Ungarndeutsche oder Deutschsprachige in Ungarn?
In der Region zwischen Donau und Theiss „Kleinkumanien“ (Ung: Kiskunság) lassen sich immer mehr deutschsprachige Westeuropäer nieder. Sie kaufen Einzelhöfe, Dorfhäuser, manchmal Wohnungen in einer Stadt und führen ihr Leben — oft als Rentner — in Ungarn weiter. Die Gemeinde Bócsa liegt 40 km südlich von Kecskemét und in der evangelischen Kirchengemeinde kam man auf die Idee, einen deutsch-ungarischen Gottesdienst in den Winterferien zu halten.
Die Einladungen
erfolgten per Mail und durch Inserate. Ende Dezember kamen 25 Leute in der Kirche zusammen. Die Aufgabe, auf Deutsch zu predigen übernahm Prof. Emeritus Dr. Károly Hafenscher, Theologielehrer aus Budapest. Er empfand es als große Herausforderung, den „neuen Ungarndeutschen“, die ihre Kirchenzugehörigkeit in ihrem Heimatland schon aufgegeben haben, über die Geburt Christi das heilige Wort zu verkünden.
Die Hauptfrage
der diesjährigen Weihnachten ist deren Boschaft — begann Ortspfarrer Tamás Bányai die ungarische Predigt.

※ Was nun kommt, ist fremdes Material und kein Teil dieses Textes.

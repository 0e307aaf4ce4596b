//! Brain cycle integration tests: plan execution, safety caps, fallback
//! behavior, pattern-driven criteria tuning and watch sync.

mod common;

use common::BrainFixture;
use chrono::{TimeZone, Utc};
use pilot_common::llm::{FakeReasoning, ReasoningError};
use pilot_common::state::{AutonomyLevel, QueueStatus};
use pilot_common::leads::Lead;
use pilotd::brain::MAX_ACTIONS_PER_CYCLE;
use pilotd::services::{Classification, MonitorStore, SentEmail, WatchKind};
use pilotd::testing::{FakeEnrichment, InMemoryMailerStore};
use std::sync::Arc;

fn plan_with_actions(actions: &[serde_json::Value]) -> String {
    serde_json::json!({
        "reasoning": "plan de test",
        "actions": actions,
    })
    .to_string()
}

#[tokio::test]
async fn test_auto_actions_execute_and_land_in_history() {
    let mut f = BrainFixture::new();
    f.enable_pilot();
    f.services.reasoning = Arc::new(FakeReasoning::always(&plan_with_actions(&[
        serde_json::json!({"type": "record_learning", "category": "best_send_times", "summary": "le mardi matin marche", "auto_execute": true}),
    ])));

    let report = f.engine().run_brain_cycle().await.unwrap();
    assert_eq!(report.executed, 1);
    assert_eq!(report.queued, 0);
    assert!(!report.fallback);

    let store = f.store.lock().unwrap();
    assert_eq!(store.state().action_history.len(), 1);
    assert!(store.state().action_history[0].auto);
    assert!(store.state().action_history[0].result.success);
    assert_eq!(store.state().learnings.best_send_times.len(), 1);
    assert_eq!(store.state().stats.total_brain_cycles, 1);
}

#[tokio::test]
async fn test_non_auto_actions_are_queued_with_confirmation() {
    let mut f = BrainFixture::new();
    f.enable_pilot();
    f.services.reasoning = Arc::new(FakeReasoning::always(&plan_with_actions(&[
        serde_json::json!({"type": "send_email", "to": "a@b.com", "subject": "Objet", "body": "Corps"}),
    ])));

    let report = f.engine().run_brain_cycle().await.unwrap();
    assert_eq!(report.executed, 0);
    assert_eq!(report.queued, 1);

    let store = f.store.lock().unwrap();
    let pending = store.pending_queue_entries();
    assert_eq!(pending.len(), 1);
    assert_eq!(pending[0].status, QueueStatus::Pending);
    drop(store);

    // The operator got exactly one approve/reject prompt for it
    let confirmations = f.notifier.confirmations.lock().unwrap();
    assert_eq!(confirmations.len(), 1);
    assert_eq!(confirmations[0].2, pending[0].id);
}

#[tokio::test]
async fn test_manual_autonomy_queues_even_auto_flagged_actions() {
    let mut f = BrainFixture::new();
    f.enable_pilot();
    f.store
        .lock()
        .unwrap()
        .update_config(|c| c.autonomy_level = AutonomyLevel::Manual);
    f.services.reasoning = Arc::new(FakeReasoning::always(&plan_with_actions(&[
        serde_json::json!({"type": "search_leads", "auto_execute": true}),
    ])));

    let report = f.engine().run_brain_cycle().await.unwrap();
    assert_eq!(report.executed, 0);
    assert_eq!(report.queued, 1);
}

#[tokio::test]
async fn test_plan_capped_at_ten_actions() {
    let mut f = BrainFixture::new();
    f.enable_pilot();
    let actions: Vec<serde_json::Value> = (0..15)
        .map(|i| {
            serde_json::json!({"type": "record_learning", "category": "best_email_styles", "summary": format!("note {}", i), "auto_execute": true})
        })
        .collect();
    f.services.reasoning = Arc::new(FakeReasoning::always(&plan_with_actions(&actions)));

    let report = f.engine().run_brain_cycle().await.unwrap();
    assert_eq!(report.planned, 15);
    assert_eq!(report.truncated, 5);
    assert_eq!(report.executed, MAX_ACTIONS_PER_CYCLE);
}

#[tokio::test]
async fn test_unknown_action_types_are_dropped_not_executed() {
    let mut f = BrainFixture::new();
    f.enable_pilot();
    f.services.reasoning = Arc::new(FakeReasoning::always(&plan_with_actions(&[
        serde_json::json!({"type": "wire_money", "auto_execute": true}),
        serde_json::json!({"type": "record_learning", "category": "best_send_times", "summary": "ok", "auto_execute": true}),
    ])));

    let report = f.engine().run_brain_cycle().await.unwrap();
    assert_eq!(report.dropped, 1);
    assert_eq!(report.executed, 1);
    // Nothing about the dropped action in history
    assert_eq!(f.store.lock().unwrap().state().action_history.len(), 1);
}

#[tokio::test]
async fn test_reasoning_failure_produces_fallback_plan() {
    let mut f = BrainFixture::new();
    f.enable_pilot();
    f.services.reasoning = Arc::new(FakeReasoning::always_error(ReasoningError::Http("502".into())));
    // Behind on the lead goal, so the fallback must include a search
    f.store.lock().unwrap().update_weekly_goals(&pilot_common::actions::GoalsUpdate {
        leads_to_find: Some(20),
        ..Default::default()
    });

    let report = f.engine().run_brain_cycle().await.unwrap();
    assert!(report.fallback);
    assert_eq!(f.store.lock().unwrap().state().stats.total_fallback_plans, 1);

    // The fallback search ran (and recorded its outcome) even though the
    // search collaborator is unconfigured in this fixture
    let history = f.store.lock().unwrap().recent_actions(5);
    assert!(history.iter().any(|h| h.action.type_name() == "search_leads"));
}

#[tokio::test]
async fn test_unparsable_output_produces_fallback_plan() {
    let mut f = BrainFixture::new();
    f.enable_pilot();
    f.services.reasoning = Arc::new(FakeReasoning::always("je ne sais pas quoi faire aujourd'hui"));

    let report = f.engine().run_brain_cycle().await.unwrap();
    assert!(report.fallback);
}

#[tokio::test]
async fn test_plan_learnings_validated_and_experiments_persisted() {
    let mut f = BrainFixture::new();
    f.enable_pilot();
    f.services.reasoning = Arc::new(FakeReasoning::always(
        &serde_json::json!({
            "reasoning": "ok",
            "actions": [],
            "experiments": [{"kind": "subject", "description": "objets courts", "hypothesis": "court > long", "variants": ["court", "long"], "metric": "open_rate"}],
            "learnings": [
                {"category": "best_email_styles", "summary": "les questions marchent"},
                {"category": "best_excuses", "summary": "jamais persiste"}
            ],
        })
        .to_string(),
    ));

    f.engine().run_brain_cycle().await.unwrap();

    let store = f.store.lock().unwrap();
    assert_eq!(store.state().experiments.len(), 1);
    assert_eq!(store.state().learnings.best_email_styles.len(), 1);
    // The bogus category went nowhere
    assert_eq!(store.state().learnings.best_search_criteria.len(), 0);
    assert_eq!(store.state().learnings.best_send_times.len(), 0);
}

#[tokio::test]
async fn test_full_autonomy_tunes_criteria_from_patterns_with_audit() {
    let mut f = BrainFixture::new();
    f.enable_pilot();
    f.store.lock().unwrap().update_config(|c| c.autonomy_level = AutonomyLevel::Full);

    // Five sends to CTOs, four opened: qualifies for criteria addition
    let sends: Vec<SentEmail> = (0..5)
        .map(|i| SentEmail {
            to: format!("cto{}@corp.com", i),
            subject: "Une question ?".to_string(),
            sent_at: Utc.with_ymd_and_hms(2026, 8, 3, 9, 0, 0).unwrap(),
            opened: i < 4,
            open_count: if i < 4 { 1 } else { 0 },
            campaign: None,
        })
        .collect();
    f.mailer = Arc::new(InMemoryMailerStore::with_sends(sends));
    f.services.mailer = f.mailer.clone();

    let enrichment = Arc::new(FakeEnrichment::configured());
    for i in 0..5 {
        enrichment.set_classification(
            &format!("cto{}@corp.com", i),
            Classification {
                job_title: Some("CTO".to_string()),
                industry: None,
                persona: None,
                city: None,
            },
        );
    }
    f.services.enrichment = enrichment;

    f.engine().run_brain_cycle().await.unwrap();

    let store = f.store.lock().unwrap();
    assert!(store.state().goals.search_criteria.titles.contains(&"CTO".to_string()));
    let adjustments = &store.state().criteria_adjustments;
    assert_eq!(adjustments.len(), 1);
    assert!(adjustments[0].reason.contains("80%"));
    assert!(adjustments[0].reason.contains("5 envois"));
    assert!(store.state().patterns.sample_size >= 5);
}

#[tokio::test]
async fn test_semi_autonomy_mines_patterns_but_leaves_criteria_alone() {
    let mut f = BrainFixture::new();
    f.enable_pilot();

    let sends: Vec<SentEmail> = (0..5)
        .map(|i| SentEmail {
            to: format!("cto{}@corp.com", i),
            subject: "Question ?".to_string(),
            sent_at: Utc.with_ymd_and_hms(2026, 8, 3, 9, 0, 0).unwrap(),
            opened: true,
            open_count: 1,
            campaign: None,
        })
        .collect();
    f.mailer = Arc::new(InMemoryMailerStore::with_sends(sends));
    f.services.mailer = f.mailer.clone();
    let enrichment = Arc::new(FakeEnrichment::configured());
    for i in 0..5 {
        enrichment.set_classification(
            &format!("cto{}@corp.com", i),
            Classification { job_title: Some("CTO".to_string()), ..Default::default() },
        );
    }
    f.services.enrichment = enrichment;

    f.engine().run_brain_cycle().await.unwrap();

    let store = f.store.lock().unwrap();
    assert!(store.state().patterns.sample_size >= 5);
    assert!(store.state().goals.search_criteria.titles.is_empty());
    assert!(store.state().criteria_adjustments.is_empty());
}

#[tokio::test]
async fn test_watch_sync_creates_industry_and_crm_watches() {
    let mut f = BrainFixture::new();
    f.enable_pilot();
    f.store.lock().unwrap().update_search_criteria(&pilot_common::actions::CriteriaUpdate {
        industries: Some(vec!["SaaS RH".to_string()]),
        ..Default::default()
    });

    let crm = Arc::new(pilotd::testing::FakeCrm {
        configured: true,
        deals: vec![
            pilotd::services::Deal { id: "d1".into(), name: "Acme - Claire Martin".into() },
            pilotd::services::Deal { id: "d2".into(), name: "Globex - Jean Dupont".into() },
        ],
        ..Default::default()
    });
    f.services.crm = crm;

    f.engine().run_brain_cycle().await.unwrap();

    let watches = f.monitor.watches();
    assert!(watches.iter().any(|w| w.name == "SaaS RH" && w.kind == WatchKind::Industry));
    assert!(watches.iter().any(|w| w.name == "Acme" && w.kind == WatchKind::Company));
    assert!(watches.iter().any(|w| w.name == "Globex" && w.kind == WatchKind::Company));
}

#[tokio::test]
async fn test_cycle_summary_sent_only_when_plan_has_actions() {
    let mut f = BrainFixture::new();
    f.enable_pilot();
    f.services.reasoning = Arc::new(FakeReasoning::always(&plan_with_actions(&[])));

    f.engine().run_brain_cycle().await.unwrap();
    assert!(f.notifier.messages.lock().unwrap().is_empty());

    let mut f = BrainFixture::new();
    f.enable_pilot();
    f.services.reasoning = Arc::new(FakeReasoning::always(&plan_with_actions(&[
        serde_json::json!({"type": "record_learning", "category": "best_send_times", "summary": "x", "auto_execute": true}),
    ])));
    f.engine().run_brain_cycle().await.unwrap();
    let messages = f.notifier.messages.lock().unwrap();
    assert_eq!(messages.len(), 1);
    assert!(messages[0].1.contains("Cycle du pilote"));
}

#[tokio::test]
async fn test_fallback_example_scenario_send_email_shape() {
    // A stored lead with score 9 and an email, none sent yet, and the
    // reasoning service down: the fallback plan sends exactly one
    // generate-first email to that lead.
    let mut f = BrainFixture::new();
    f.enable_pilot();
    f.services.reasoning = Arc::new(FakeReasoning::always_error(ReasoningError::Empty));
    f.leads.lock().unwrap().upsert(Lead {
        nom: Some("Claire".to_string()),
        entreprise: "Acme".to_string(),
        email: Some("a@b.com".to_string()),
        score: 9.0,
        found_at: Some(Utc::now()),
        ..Default::default()
    });
    // Leads goal met so no search action muddies the assertion
    f.store.lock().unwrap().increment_progress(pilot_common::state::ProgressCounter::LeadsFound, 50);

    let report = f.engine().run_brain_cycle().await.unwrap();
    assert!(report.fallback);

    let history = f.store.lock().unwrap().recent_actions(20);
    let sends: Vec<_> = history.iter().filter(|h| h.action.type_name() == "send_email").collect();
    assert_eq!(sends.len(), 1);
    match &sends[0].action {
        pilot_common::Action::SendEmail { to, subject, body, generate_first, .. } => {
            assert_eq!(to, "a@b.com");
            assert!(*generate_first);
            assert!(subject.is_none());
            assert!(body.is_none());
        }
        other => panic!("unexpected action: {:?}", other),
    }

    // The drafter fake produced content and the send was recorded
    assert_eq!(f.mailer.sent.lock().unwrap().len(), 1);
    assert_eq!(f.store.lock().unwrap().state().progress.emails_sent_this_week, 1);
}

Wie tritt Gott in das Leben der Menschen? Ist das schwer oder leicht zu erkennen? Können wir begreifen, dass in der Welt jeder Rang und Titel eigentlich überflüssig wird? Ebenso wie in dem Stall, vor mehr als zweitausend Jahren! Neben dem Christuskind werden alle Menschen zu alltäglichen Menschen. Diese Situation wäre uns heute sogar viel unbequem: plötlzlich würden unser Rang, Karriere und Vermögen verschwinden. Hätten wir „noch irgendwelchen Wert“ in der Gemeinschaft? Oder wären unsere bisherigen Werte „plötzlich deaktiviert“?
Das Thema Geschenk
hat Pfarrer Dr. Hafenscher erörtert. Man schafft in der Stube eine feierliche Atmosphäre mit Kerzen, Plätzchen, Tannenduft… Aber die Botschaft des Festes ist: „Wir sind bei Gott! Das heißt, nicht durch unsere Werke, sondern durch Gottes Gnade!“ Nach dem Gottesdienst blieben alle beisammen und tauschten ihre Gedanken bei einem kleinen Imbiss aus.